The post-FIRE1 day euphoria lasted two weeks. My spirit level of happiness flattened out after a fortnight.
At that point I realised the novelty of life without work had worn off.
So this was it. The place I’d spent seven years dreaming about.
Was it worth it?
Oh god, yes.
I go to bed happy. I wake up excited. Sometimes I catch myself smiling for no apparent reason.
Close friends ask me what I’m doing. There’s a faint sub-text of: “Well, tell me what life in seventh heaven is like. Tell me about the harps, the ambrosia, and bungee-jumping off the Burj Khalifa.”
“Well, GO ON THEN!”
It’s difficult to explain. Life post-FIRE is simultaneously very ordinary and extraordinary.
I haven’t boarded a log flume ride of perpetual hedonism. But I have found joy in the everyday.
The border fence between work and play has come down. Stuff I’d previously classify as a chore no longer seems like an obstacle between me and the good life.
That’s because I’m a sucker for flow. That serene mental state where you’re completely immersed in a task. You come to the surface after what feels like minutes, only to discover time has passed without friction, as if you were in hypersleep.
Now I slip into flow easily because I can do things at my own speed, in my own way, and to the standard I want.
It doesn’t matter what the task is. What matters is that I choose to do it. And that I’m not under some crushing deadline to get it done.
If I can strap the task to some notion that I’m making life slightly better for me, or someone I care about, then I’m happy.
Flights of fancy
In this way, I’ve inhabited a surprisingly small world so far. But my imagination has been free to wander via podcasts and books.
I can lodge my mind in space travel, politics, quantum physics, genetics, the evolutionary history of the octopus, or whatever else fires my curiosity neurons.
I’ve always had a broad range of interests, but there was never enough time in the day. Now there still isn’t enough time, but I don’t want the day to stop.
I’m both less focussed and less distracted. Less focussed because there isn’t a ton of BS (client, business, and asshat-related) to deal with every day. Less distracted because there isn’t a ton of BS to deal with every day.
Humans reputedly thrive when they have mastery, autonomy, and purpose.
I don’t know about the mastery part. But autonomy and purpose mean everything to me.
Other good things about FIRE
I sleep better.
That low-level, chronic stress that afflicts every contemporary workplace: it’s gone.

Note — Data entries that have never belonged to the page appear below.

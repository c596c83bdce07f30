use super::html_extractor::ExtractionRules;
use super::preprocessor::Preprocessor;
use scraper::ElementRef;

/// Structural kinds recognized while scanning the siblings of a question paragraph.
#[derive(Debug, Clone, Copy)]
pub enum Block<'a> {
    QuestionStart,
    OptionList(ElementRef<'a>),
    MatchingTable(ElementRef<'a>),
    Explanation(ElementRef<'a>),
    Other,
}

impl<'a> Block<'a> {
    pub fn classify(element: ElementRef<'a>, rules: &ExtractionRules) -> Self {
        match element.value().name() {
            "p" if Preprocessor::is_question_start(&Preprocessor::normalized_text(element)) => {
                Self::QuestionStart
            }
            "ul" => Self::OptionList(element),
            "table" => Self::MatchingTable(element),
            _ if rules.is_explanation(element) => Self::Explanation(element),
            _ => Self::Other,
        }
    }
}

pub fn has_class(element: ElementRef<'_>, class: &str) -> bool {
    element.value().classes().any(|c| c == class)
}

#[cfg(test)]
mod tests {
    use super::*;
    use scraper::{Html, Selector};

    fn classify_first(html: &str, selector: &str) -> &'static str {
        let document = Html::parse_document(html);
        let selector = Selector::parse(selector).unwrap();
        let element = document.select(&selector).next().unwrap();
        match Block::classify(element, &ExtractionRules::default()) {
            Block::QuestionStart => "question",
            Block::OptionList(_) => "list",
            Block::MatchingTable(_) => "table",
            Block::Explanation(_) => "explanation",
            Block::Other => "other",
        }
    }

    #[test]
    fn test_classify_structural_nodes() {
        assert_eq!(classify_first("<p>4. Next question</p>", "p"), "question");
        assert_eq!(classify_first("<p>Plain paragraph</p>", "p"), "other");
        assert_eq!(classify_first("<ul><li>a</li></ul>", "ul"), "list");
        assert_eq!(classify_first("<ol><li>a</li></ol>", "ol"), "other");
        assert_eq!(
            classify_first("<table><tr><td>a</td></tr></table>", "table"),
            "table"
        );
        assert_eq!(
            classify_first(r#"<div class="message_box success">Why</div>"#, "div"),
            "explanation"
        );
        assert_eq!(
            classify_first(r#"<div class="message_box warning">Careful</div>"#, "div"),
            "other"
        );
        assert_eq!(
            classify_first(r#"<span class="message_box success">Why</span>"#, "span"),
            "other"
        );
        assert_eq!(classify_first("<img src='x.png'>", "img"), "other");
    }
}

My physical health is better. There wasn’t much wrong with me that not sitting at a desk for 10 hours a day wouldn’t fix. Now I don’t do any single thing for 10 hours a day.
I’m not worrying about money. I’m not obsessively checking my portfolio or fretting about spending.
I feel carefree again. For the first time since leaving school.
I’m staying in touch with people. Jumping on my bike to see old friends, catching up for breakfast, or having a natter in the garden.
There’s no fixed routine. No longer do I just ‘work, eat, sleep’ repeat.
Mrs Accumulator is happier, she reports. (I didn’t make her fill in an extensive questionnaire, I swear!)
We get to spend proper time together every day, instead of only at weekends and holidays. The weekdays when our only exchange was a bleary, “My god, what time is it?” at stupid ‘o’ clock are but a memory.
So it’s all rainbows post-FIRE?
Like anyone, I’m subject to negative thoughts even when quite content. They turn up like trains at my mind’s central station.
These trains may be on their way to You Should Be Earning More City or You’ve Given Up Street. The doors open, I decide not to board, and the train of thought departs. It’s followed by another one – usually more positive – seconds later.
I think this is normal? It’s part of the human condition, at least as I experience it. As long as I don’t take these thoughts seriously then they disappear.
Maybe I’m fooling myself. I could still be on a Financial Independence high. The real test could be lying in wait. Perhaps in six months, as the seasons turn colder.
We’ll see. Right now I think FIRE is the right prescription for me.
Hopefully I don’t sound too giddy. I genuinely don’t feel that way. I’m just in a good place.
Take it steady,
- Financial Independence Retire Early.